> [TASK TO COMPLETE]:
Where the string "DomainResult" appears in a line of the data, show that line.

Stored data:
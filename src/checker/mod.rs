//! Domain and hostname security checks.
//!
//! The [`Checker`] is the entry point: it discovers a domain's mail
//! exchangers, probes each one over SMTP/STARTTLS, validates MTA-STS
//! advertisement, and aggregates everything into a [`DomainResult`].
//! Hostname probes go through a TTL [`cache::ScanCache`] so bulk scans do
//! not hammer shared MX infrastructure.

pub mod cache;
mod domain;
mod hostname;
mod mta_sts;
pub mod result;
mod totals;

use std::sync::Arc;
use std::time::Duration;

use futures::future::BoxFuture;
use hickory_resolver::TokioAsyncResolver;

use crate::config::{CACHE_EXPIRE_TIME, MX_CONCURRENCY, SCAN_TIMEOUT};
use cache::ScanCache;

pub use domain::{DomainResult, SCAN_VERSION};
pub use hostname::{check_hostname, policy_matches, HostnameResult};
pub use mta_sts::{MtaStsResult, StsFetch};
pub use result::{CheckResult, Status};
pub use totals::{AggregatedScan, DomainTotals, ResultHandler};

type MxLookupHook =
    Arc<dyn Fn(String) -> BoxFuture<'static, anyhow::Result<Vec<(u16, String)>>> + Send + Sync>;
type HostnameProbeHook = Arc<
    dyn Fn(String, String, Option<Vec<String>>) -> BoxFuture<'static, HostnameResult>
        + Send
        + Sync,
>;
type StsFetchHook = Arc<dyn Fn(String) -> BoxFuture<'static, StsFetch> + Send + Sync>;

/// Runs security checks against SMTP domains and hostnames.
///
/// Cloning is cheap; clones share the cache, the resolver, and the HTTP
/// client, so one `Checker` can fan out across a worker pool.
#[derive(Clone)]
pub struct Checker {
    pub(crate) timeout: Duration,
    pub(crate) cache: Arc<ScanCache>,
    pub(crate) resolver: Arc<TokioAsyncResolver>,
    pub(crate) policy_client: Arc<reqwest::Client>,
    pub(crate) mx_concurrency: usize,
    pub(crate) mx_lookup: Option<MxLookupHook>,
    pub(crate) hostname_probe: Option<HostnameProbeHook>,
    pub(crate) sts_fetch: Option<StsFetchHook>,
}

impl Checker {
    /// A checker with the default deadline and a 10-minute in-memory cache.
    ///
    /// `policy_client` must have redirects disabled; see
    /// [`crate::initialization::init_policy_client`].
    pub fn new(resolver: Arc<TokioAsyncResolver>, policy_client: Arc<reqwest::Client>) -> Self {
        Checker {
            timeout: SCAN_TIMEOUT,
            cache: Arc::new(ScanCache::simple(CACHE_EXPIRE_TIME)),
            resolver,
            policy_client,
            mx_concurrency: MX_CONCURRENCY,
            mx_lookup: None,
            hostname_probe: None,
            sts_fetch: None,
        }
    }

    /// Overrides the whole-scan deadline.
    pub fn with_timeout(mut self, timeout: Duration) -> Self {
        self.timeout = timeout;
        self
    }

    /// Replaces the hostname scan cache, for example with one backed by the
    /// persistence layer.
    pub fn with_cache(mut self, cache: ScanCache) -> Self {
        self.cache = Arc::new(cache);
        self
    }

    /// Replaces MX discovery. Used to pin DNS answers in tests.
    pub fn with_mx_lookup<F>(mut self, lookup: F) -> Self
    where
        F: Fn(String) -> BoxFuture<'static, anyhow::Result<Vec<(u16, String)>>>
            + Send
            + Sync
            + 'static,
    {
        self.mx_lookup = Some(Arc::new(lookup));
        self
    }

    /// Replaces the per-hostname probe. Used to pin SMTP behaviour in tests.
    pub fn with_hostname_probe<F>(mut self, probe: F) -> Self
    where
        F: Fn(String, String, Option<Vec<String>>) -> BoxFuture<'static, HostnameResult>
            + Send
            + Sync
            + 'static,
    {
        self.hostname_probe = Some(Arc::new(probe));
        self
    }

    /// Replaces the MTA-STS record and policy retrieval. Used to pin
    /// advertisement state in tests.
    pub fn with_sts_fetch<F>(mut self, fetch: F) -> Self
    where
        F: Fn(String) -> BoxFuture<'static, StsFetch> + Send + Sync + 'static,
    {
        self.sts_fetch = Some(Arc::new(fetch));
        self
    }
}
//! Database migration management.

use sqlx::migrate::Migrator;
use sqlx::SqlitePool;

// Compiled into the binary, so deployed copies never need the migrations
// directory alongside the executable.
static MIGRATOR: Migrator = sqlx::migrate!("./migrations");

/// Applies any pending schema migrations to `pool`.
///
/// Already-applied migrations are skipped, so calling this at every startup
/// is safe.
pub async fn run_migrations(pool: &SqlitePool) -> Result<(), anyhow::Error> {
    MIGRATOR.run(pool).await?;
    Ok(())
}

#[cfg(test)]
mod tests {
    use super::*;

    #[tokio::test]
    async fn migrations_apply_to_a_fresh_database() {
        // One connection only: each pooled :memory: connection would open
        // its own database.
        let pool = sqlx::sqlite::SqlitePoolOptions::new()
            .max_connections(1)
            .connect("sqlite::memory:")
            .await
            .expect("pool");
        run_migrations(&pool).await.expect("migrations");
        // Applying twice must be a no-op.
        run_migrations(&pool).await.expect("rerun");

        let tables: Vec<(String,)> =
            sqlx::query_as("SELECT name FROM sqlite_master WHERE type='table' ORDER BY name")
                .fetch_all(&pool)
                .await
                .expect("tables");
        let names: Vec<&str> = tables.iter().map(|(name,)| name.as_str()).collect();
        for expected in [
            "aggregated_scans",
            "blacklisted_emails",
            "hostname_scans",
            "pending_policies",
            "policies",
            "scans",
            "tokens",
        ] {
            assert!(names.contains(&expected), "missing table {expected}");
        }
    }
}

> [YOUR SOLUTION]:
//! advertisement, and aggregates everything into a [`DomainResult`].
pub use domain::{DomainResult, SCAN_VERSION};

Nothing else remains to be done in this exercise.